_TASK DETAILS:_ Transcribe every record beneath, precisely as written.

_RECORDS FOR THIS TASK:_

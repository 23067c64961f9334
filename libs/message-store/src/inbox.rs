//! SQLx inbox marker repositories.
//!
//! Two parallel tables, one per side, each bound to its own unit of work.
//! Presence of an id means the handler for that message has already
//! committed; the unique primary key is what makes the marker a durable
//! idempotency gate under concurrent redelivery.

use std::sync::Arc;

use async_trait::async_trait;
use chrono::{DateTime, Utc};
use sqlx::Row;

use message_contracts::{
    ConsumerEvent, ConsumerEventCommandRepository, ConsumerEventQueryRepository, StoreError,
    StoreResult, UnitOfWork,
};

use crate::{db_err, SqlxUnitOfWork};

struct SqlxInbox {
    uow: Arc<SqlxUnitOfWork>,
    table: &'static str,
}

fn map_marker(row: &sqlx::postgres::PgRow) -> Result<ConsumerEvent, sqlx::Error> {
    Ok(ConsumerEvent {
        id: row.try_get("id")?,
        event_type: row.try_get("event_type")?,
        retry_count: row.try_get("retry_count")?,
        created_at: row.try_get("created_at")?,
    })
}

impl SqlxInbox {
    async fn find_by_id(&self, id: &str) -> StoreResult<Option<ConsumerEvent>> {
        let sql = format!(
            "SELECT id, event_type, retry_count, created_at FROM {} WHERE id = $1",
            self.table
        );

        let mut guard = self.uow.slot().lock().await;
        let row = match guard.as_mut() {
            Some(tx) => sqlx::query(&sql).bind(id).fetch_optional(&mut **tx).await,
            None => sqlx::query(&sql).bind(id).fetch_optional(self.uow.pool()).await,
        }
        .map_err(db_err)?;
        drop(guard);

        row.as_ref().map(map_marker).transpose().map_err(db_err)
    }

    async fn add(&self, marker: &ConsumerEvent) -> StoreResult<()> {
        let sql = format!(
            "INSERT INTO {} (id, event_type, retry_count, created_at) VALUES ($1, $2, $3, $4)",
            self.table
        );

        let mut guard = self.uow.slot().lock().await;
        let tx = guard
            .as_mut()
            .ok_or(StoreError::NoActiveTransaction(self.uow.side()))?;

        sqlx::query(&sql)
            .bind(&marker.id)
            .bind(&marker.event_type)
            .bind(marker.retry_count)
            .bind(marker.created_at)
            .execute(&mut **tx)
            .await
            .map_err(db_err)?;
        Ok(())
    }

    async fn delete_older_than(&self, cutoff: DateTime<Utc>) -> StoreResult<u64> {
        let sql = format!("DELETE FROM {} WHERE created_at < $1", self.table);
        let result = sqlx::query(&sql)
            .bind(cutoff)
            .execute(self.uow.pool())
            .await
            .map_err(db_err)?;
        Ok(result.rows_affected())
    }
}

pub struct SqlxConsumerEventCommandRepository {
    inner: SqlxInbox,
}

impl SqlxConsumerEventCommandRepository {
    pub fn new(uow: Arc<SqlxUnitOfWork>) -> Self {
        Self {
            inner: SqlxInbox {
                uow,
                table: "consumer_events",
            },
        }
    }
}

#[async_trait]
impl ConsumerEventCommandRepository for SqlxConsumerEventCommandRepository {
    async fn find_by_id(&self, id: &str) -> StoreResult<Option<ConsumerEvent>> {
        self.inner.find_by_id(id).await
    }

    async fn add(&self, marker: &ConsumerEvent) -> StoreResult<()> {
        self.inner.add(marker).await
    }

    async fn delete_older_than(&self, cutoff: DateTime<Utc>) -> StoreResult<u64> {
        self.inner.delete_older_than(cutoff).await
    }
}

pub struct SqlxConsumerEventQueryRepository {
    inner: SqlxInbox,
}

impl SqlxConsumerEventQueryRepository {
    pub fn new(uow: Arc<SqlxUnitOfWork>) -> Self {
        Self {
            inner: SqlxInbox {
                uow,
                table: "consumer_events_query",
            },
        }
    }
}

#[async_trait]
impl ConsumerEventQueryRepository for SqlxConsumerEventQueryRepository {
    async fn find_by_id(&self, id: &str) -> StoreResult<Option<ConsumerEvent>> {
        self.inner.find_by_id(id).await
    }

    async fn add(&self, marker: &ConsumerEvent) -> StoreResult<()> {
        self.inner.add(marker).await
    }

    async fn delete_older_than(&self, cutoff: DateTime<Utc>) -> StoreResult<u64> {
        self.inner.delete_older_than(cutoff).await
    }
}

_OUTPUT FOR THIS EXERCISE:_
repository 23067c64961f9334
filename libs/message-store/src/inbox.rs
//! SQLx inbox marker repositories.
//!
//! Two parallel tables, one per side, each bound to its own unit of work.
//! Presence of an id means the handler for that message has already
//! committed; the unique primary key is what makes the marker a durable
//! idempotency gate under concurrent redelivery.

use std::sync::Arc;

use async_trait::async_trait;
use chrono::{DateTime, Utc};
use sqlx::Row;

use message_contracts::{
    ConsumerEvent, ConsumerEventCommandRepository, ConsumerEventQueryRepository, StoreError,
    StoreResult, UnitOfWork,
};

use crate::{db_err, SqlxUnitOfWork};

struct SqlxInbox {
    uow: Arc<SqlxUnitOfWork>,
    table: &'static str,
}

fn map_marker(row: &sqlx::postgres::PgRow) -> Result<ConsumerEvent, sqlx::Error> {
    Ok(ConsumerEvent {
        id: row.try_get("id")?,
        event_type: row.try_get("event_type")?,
        retry_count: row.try_get("retry_count")?,
        created_at: row.try_get("created_at")?,
    })
}

impl SqlxInbox {
    async fn find_by_id(&self, id: &str) -> StoreResult<Option<ConsumerEvent>> {
        let sql = format!(
            "SELECT id, event_type, retry_count, created_at FROM {} WHERE id = $1",
            self.table
        );

        let mut guard = self.uow.slot().lock().await;
        let row = match guard.as_mut() {
            Some(tx) => sqlx::query(&sql).bind(id).fetch_optional(&mut **tx).await,
            None => sqlx::query(&sql).bind(id).fetch_optional(self.uow.pool()).await,
        }
        .map_err(db_err)?;
        drop(guard);

        row.as_ref().map(map_marker).transpose().map_err(db_err)
    }

    async fn add(&self, marker: &ConsumerEvent) -> StoreResult<()> {
        let sql = format!(
            "INSERT INTO {} (id, event_type, retry_count, created_at) VALUES ($1, $2, $3, $4)",
            self.table
        );

        let mut guard = self.uow.slot().lock().await;
        let tx = guard
            .as_mut()
            .ok_or(StoreError::NoActiveTransaction(self.uow.side()))?;

        sqlx::query(&sql)
            .bind(&marker.id)
            .bind(&marker.event_type)
            .bind(marker.retry_count)
            .bind(marker.created_at)
            .execute(&mut **tx)
            .await
            .map_err(db_err)?;
        Ok(())
    }

    async fn delete_older_than(&self, cutoff: DateTime<Utc>) -> StoreResult<u64> {
        let sql = format!("DELETE FROM {} WHERE created_at < $1", self.table);
        let result = sqlx::query(&sql)
            .bind(cutoff)
            .execute(self.uow.pool())
            .await
            .map_err(db_err)?;
        Ok(result.rows_affected())
    }
}

pub struct SqlxConsumerEventCommandRepository {
    inner: SqlxInbox,
}

impl SqlxConsumerEventCommandRepository {
    pub fn new(uow: Arc<SqlxUnitOfWork>) -> Self {
        Self {
            inner: SqlxInbox {
                uow,
                table: "consumer_events",
            },
        }
    }
}

#[async_trait]
impl ConsumerEventCommandRepository for SqlxConsumerEventCommandRepository {
    async fn find_by_id(&self, id: &str) -> StoreResult<Option<ConsumerEvent>> {
        self.inner.find_by_id(id).await
    }

    async fn add(&self, marker: &ConsumerEvent) -> StoreResult<()> {
        self.inner.add(marker).await
    }

    async fn delete_older_than(&self, cutoff: DateTime<Utc>) -> StoreResult<u64> {
        self.inner.delete_older_than(cutoff).await
    }
}

pub struct SqlxConsumerEventQueryRepository {
    inner: SqlxInbox,
}

impl SqlxConsumerEventQueryRepository {
    pub fn new(uow: Arc<SqlxUnitOfWork>) -> Self {
        Self {
            inner: SqlxInbox {
                uow,
                table: "consumer_events_query",
            },
        }
    }
}

#[async_trait]
impl ConsumerEventQueryRepository for SqlxConsumerEventQueryRepository {
    async fn find_by_id(&self, id: &str) -> StoreResult<Option<ConsumerEvent>> {
        self.inner.find_by_id(id).await
    }

    async fn add(&self, marker: &ConsumerEvent) -> StoreResult<()> {
        self.inner.add(marker).await
    }

    async fn delete_older_than(&self, cutoff: DateTime<Utc>) -> StoreResult<u64> {
        self.inner.delete_older_than(cutoff).await
    }
}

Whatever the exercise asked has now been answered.